Mrs Akufo-Addo said such science, technology and innovation could be enhanced when various tools, skills, knowledge and financial resources were integrated to solve the challenges facing Africa.
She commended the GET Consortium and its partners for instituting the annual conferences to help address issues of Africa’s vulnerability to emerging infectious diseases and the biosecurity threat to communities, especially women and children, who are the most impacted by such events.
Professor Akin Abayomi, the Principal Investigator of the Global Emerging Pathogens Treatment Consortium, and Chairman of the Faculty of the Conference, called for the need to engage top scientists to prepare Africa for health emergencies and work with local communities to turn survivors into champions.
Africa, he said, currently lacked resilient health and political systems that protected its sovereignty, adding that threats could rise from both within and from outside, in multiple disguises, therefore there was the need to create much awareness and alert at all times.
He called for closer attention to biosecurity not only from a public health perspective with growing science and technology, but also from a national security viewpoint, where those biological agents had been adopted for potential warfare.
He said in this regard, researchers, policy makers and implementers working around highly virulent pathogens like Ebola and H1N1 needed to have the right perspective on biosecurity, which the conference had been providing.

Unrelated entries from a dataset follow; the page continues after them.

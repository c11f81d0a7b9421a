//! Self-hosted real-time gateway backend (Janus streaming plugin over HTTP)
//!
//! Each operation opens a short-lived session, attaches to the streaming
//! plugin, sends one synchronous request and destroys the session. A stream
//! maps to one mountpoint; the mountpoint id doubles as remote id and
//! playback id. The gateway has no transcoding ladder or restreaming, so
//! profile and target updates only confirm that the mountpoint exists.

use async_trait::async_trait;
use rand::distributions::Alphanumeric;
use rand::Rng;
use reqwest::Client;
use serde::Deserialize;
use serde_json::{json, Value};
use std::time::Duration;
use tracing::{debug, warn};

use super::{
    clip_error_body, CreateRemoteStream, MediaProvider, ProviderError, RemoteStream, RemoteStreamPatch,
};
use crate::models::{EncodingProfile, MultistreamTarget};

const STREAMING_PLUGIN: &str = "janus.plugin.streaming";
/// Streaming plugin error for an unknown mountpoint
const NO_SUCH_MOUNTPOINT: i64 = 455;
const MOUNTPOINTS_PER_ROOM: u64 = 1_000_000;

pub struct JanusProvider {
    client: Client,
    base_url: String,
    api_secret: Option<String>,
    /// First mountpoint id of the configured room
    mountpoint_base: u64,
}

#[derive(Debug, Deserialize)]
struct JanusResponse {
    janus: String,
    #[serde(default)]
    data: Option<IdData>,
    #[serde(default)]
    plugindata: Option<PluginData>,
    #[serde(default)]
    error: Option<JanusErrorBody>,
}

#[derive(Debug, Deserialize)]
struct IdData {
    id: u64,
}

#[derive(Debug, Deserialize)]
struct PluginData {
    data: Value,
}

#[derive(Debug, Deserialize)]
struct JanusErrorBody {
    code: i64,
    reason: String,
}

struct Session {
    session_id: u64,
    handle_id: u64,
}

/// Outcome of one plugin request.
enum PluginReply {
    Done,
    NoSuchMountpoint,
}

impl JanusProvider {
    pub fn new(
        base_url: impl Into<String>,
        api_secret: Option<String>,
        room_id: u64,
        timeout: Duration,
    ) -> Result<Self, ProviderError> {
        let client = Client::builder()
            .timeout(timeout)
            .build()
            .map_err(|e| ProviderError::Transport(e.to_string()))?;
        let mountpoint_base = room_id
            .checked_mul(MOUNTPOINTS_PER_ROOM)
            .filter(|base| base.checked_add(MOUNTPOINTS_PER_ROOM).is_some())
            .ok_or_else(|| {
                ProviderError::InvalidConfig(format!("Janus room id {room_id} is out of range"))
            })?;
        Ok(Self {
            client,
            base_url: base_url.into().trim_end_matches('/').to_string(),
            api_secret,
            mountpoint_base,
        })
    }

    fn transaction() -> String {
        random_token(12)
    }

    /// Mountpoint ids are namespaced by the configured room.
    fn allocate_mountpoint_id(&self) -> u64 {
        self.mountpoint_base + rand::thread_rng().gen_range(1..MOUNTPOINTS_PER_ROOM)
    }

    async fn post(&self, url: String, mut body: Value) -> Result<JanusResponse, ProviderError> {
        body["transaction"] = json!(Self::transaction());
        if let Some(secret) = &self.api_secret {
            body["apisecret"] = json!(secret);
        }

        let response = self.client.post(url).json(&body).send().await?;
        let status = response.status();
        if !status.is_success() {
            let text = response.text().await.unwrap_or_default();
            return Err(ProviderError::Status {
                status: status.as_u16(),
                body: clip_error_body(text),
            });
        }

        let reply: JanusResponse = response.json().await?;
        if reply.janus == "error" {
            let error = reply.error.unwrap_or(JanusErrorBody {
                code: 0,
                reason: "unknown gateway error".to_string(),
            });
            return Err(ProviderError::Gateway {
                code: error.code,
                reason: error.reason,
            });
        }
        Ok(reply)
    }

    async fn open(&self) -> Result<Session, ProviderError> {
        let created = self
            .post(self.base_url.clone(), json!({ "janus": "create" }))
            .await?;
        let session_id = created
            .data
            .map(|d| d.id)
            .ok_or_else(|| ProviderError::Decode("session id missing".to_string()))?;

        let attached = self
            .post(
                format!("{}/{}", self.base_url, session_id),
                json!({ "janus": "attach", "plugin": STREAMING_PLUGIN }),
            )
            .await;
        let handle_id = match attached.map(|r| r.data.map(|d| d.id)) {
            Ok(Some(id)) => id,
            Ok(None) => {
                self.close_session(session_id).await;
                return Err(ProviderError::Decode("plugin handle id missing".to_string()));
            }
            Err(e) => {
                self.close_session(session_id).await;
                return Err(e);
            }
        };

        Ok(Session {
            session_id,
            handle_id,
        })
    }

    async fn close_session(&self, session_id: u64) {
        let result = self
            .post(
                format!("{}/{}", self.base_url, session_id),
                json!({ "janus": "destroy" }),
            )
            .await;
        if let Err(e) = result {
            warn!(session_id, error = %e, "Failed to destroy Janus session");
        }
    }

    /// Send one streaming-plugin request inside a fresh session.
    async fn plugin_request(&self, body: Value) -> Result<PluginReply, ProviderError> {
        let session = self.open().await?;
        let result = self
            .post(
                format!("{}/{}/{}", self.base_url, session.session_id, session.handle_id),
                json!({ "janus": "message", "body": body }),
            )
            .await;
        self.close_session(session.session_id).await;

        let data = result?
            .plugindata
            .map(|p| p.data)
            .ok_or_else(|| ProviderError::Decode("plugindata missing".to_string()))?;

        match data.get("error_code").and_then(Value::as_i64) {
            None => Ok(PluginReply::Done),
            Some(NO_SUCH_MOUNTPOINT) => Ok(PluginReply::NoSuchMountpoint),
            Some(code) => Err(ProviderError::Gateway {
                code,
                reason: data
                    .get("error")
                    .and_then(Value::as_str)
                    .unwrap_or("streaming plugin error")
                    .to_string(),
            }),
        }
    }

    /// Mountpoint request that reports `false` for an unknown mountpoint.
    async fn mountpoint_request(
        &self,
        remote_id: &str,
        request: &str,
        extra: Value,
    ) -> Result<bool, ProviderError> {
        let Some(id) = parse_mountpoint_id(remote_id) else {
            return Ok(false);
        };

        let mut body = json!({ "request": request, "id": id });
        if let (Some(target), Value::Object(fields)) = (body.as_object_mut(), extra) {
            target.extend(fields);
        }

        match self.plugin_request(body).await? {
            PluginReply::Done => Ok(true),
            PluginReply::NoSuchMountpoint => Ok(false),
        }
    }
}

fn parse_mountpoint_id(remote_id: &str) -> Option<u64> {
    remote_id.parse().ok()
}

fn random_token(len: usize) -> String {
    rand::thread_rng()
        .sample_iter(&Alphanumeric)
        .take(len)
        .map(char::from)
        .collect()
}

#[async_trait]
impl MediaProvider for JanusProvider {
    fn name(&self) -> &'static str {
        "janus"
    }

    async fn create_stream(&self, request: &CreateRemoteStream) -> Result<RemoteStream, ProviderError> {
        let mountpoint_id = self.allocate_mountpoint_id();
        if !request.profiles.is_empty() || !request.targets.is_empty() {
            debug!(
                mountpoint_id,
                profiles = request.profiles.len(),
                targets = request.targets.len(),
                "Janus ignores encoding profiles and multistream targets"
            );
        }

        let body = json!({
            "request": "create",
            "type": "rtp",
            "id": mountpoint_id,
            "name": request.name,
            "description": request.name,
            "is_private": !request.playback_policy.is_public(),
            "permanent": false,
            "media": [
                { "type": "video", "mid": "v", "port": 0, "codec": "vp8", "pt": 100 },
                { "type": "audio", "mid": "a", "port": 0, "codec": "opus", "pt": 111 }
            ]
        });

        match self.plugin_request(body).await? {
            PluginReply::Done => {}
            PluginReply::NoSuchMountpoint => {
                return Err(ProviderError::Decode(
                    "gateway reported missing mountpoint on create".to_string(),
                ))
            }
        }

        debug!(mountpoint_id, "Janus mountpoint created");
        Ok(RemoteStream {
            remote_id: mountpoint_id.to_string(),
            playback_id: mountpoint_id.to_string(),
            stream_key: random_token(32),
        })
    }

    async fn attach_multistream_target(
        &self,
        remote_id: &str,
        target: &MultistreamTarget,
    ) -> Result<bool, ProviderError> {
        debug!(
            remote_id,
            platform = %target.platform,
            "Janus has no restream support; checking mountpoint only"
        );
        self.mountpoint_request(remote_id, "info", Value::Null).await
    }

    async fn update_stream_profiles(
        &self,
        remote_id: &str,
        _profiles: &[EncodingProfile],
    ) -> Result<bool, ProviderError> {
        self.mountpoint_request(remote_id, "info", Value::Null).await
    }

    async fn update_stream(&self, remote_id: &str, patch: &RemoteStreamPatch) -> Result<bool, ProviderError> {
        if patch.is_empty() {
            return self.mountpoint_request(remote_id, "info", Value::Null).await;
        }

        let mut edit = json!({});
        if let Some(name) = &patch.name {
            edit["new_description"] = json!(name);
        }
        if let Some(policy) = &patch.playback_policy {
            edit["new_is_private"] = json!(!policy.is_public());
        }
        self.mountpoint_request(remote_id, "edit", edit).await
    }

    async fn suspend_stream(&self, remote_id: &str) -> Result<bool, ProviderError> {
        self.mountpoint_request(remote_id, "disable", Value::Null).await
    }

    async fn activate_stream(&self, remote_id: &str) -> Result<bool, ProviderError> {
        self.mountpoint_request(remote_id, "enable", Value::Null).await
    }

    async fn terminate_stream(&self, remote_id: &str) -> Result<bool, ProviderError> {
        self.mountpoint_request(remote_id, "disable", json!({ "stop_recording": true }))
            .await
    }

    async fn delete_stream(&self, remote_id: &str) -> Result<bool, ProviderError> {
        self.mountpoint_request(remote_id, "destroy", json!({ "permanent": false }))
            .await
    }
}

Prof. Kwadwo Koram, the Immediate Past Director of the Noguchi Memorial Institute for Medical Research, said the Ebola epidemic served as an eye opener to Africa as far as its great deficiencies in its health sectors were concerned, and led to several scientific conferences and partnerships.
He said there was the need to sustain the momentum as Ebola might come back and, therefore, the need to generate further research, harmonise existing ones and disseminate them, and share insights and new lessons.
There is currently a science gap in Africa, which could be attributed to the lack of the necessary legislation and policies, as well as outdated ones that failed to correspond to modern disciplines and technology, crippling biosecurity.
Prof. Koram said these needed to be revised to match the current trend of global standards.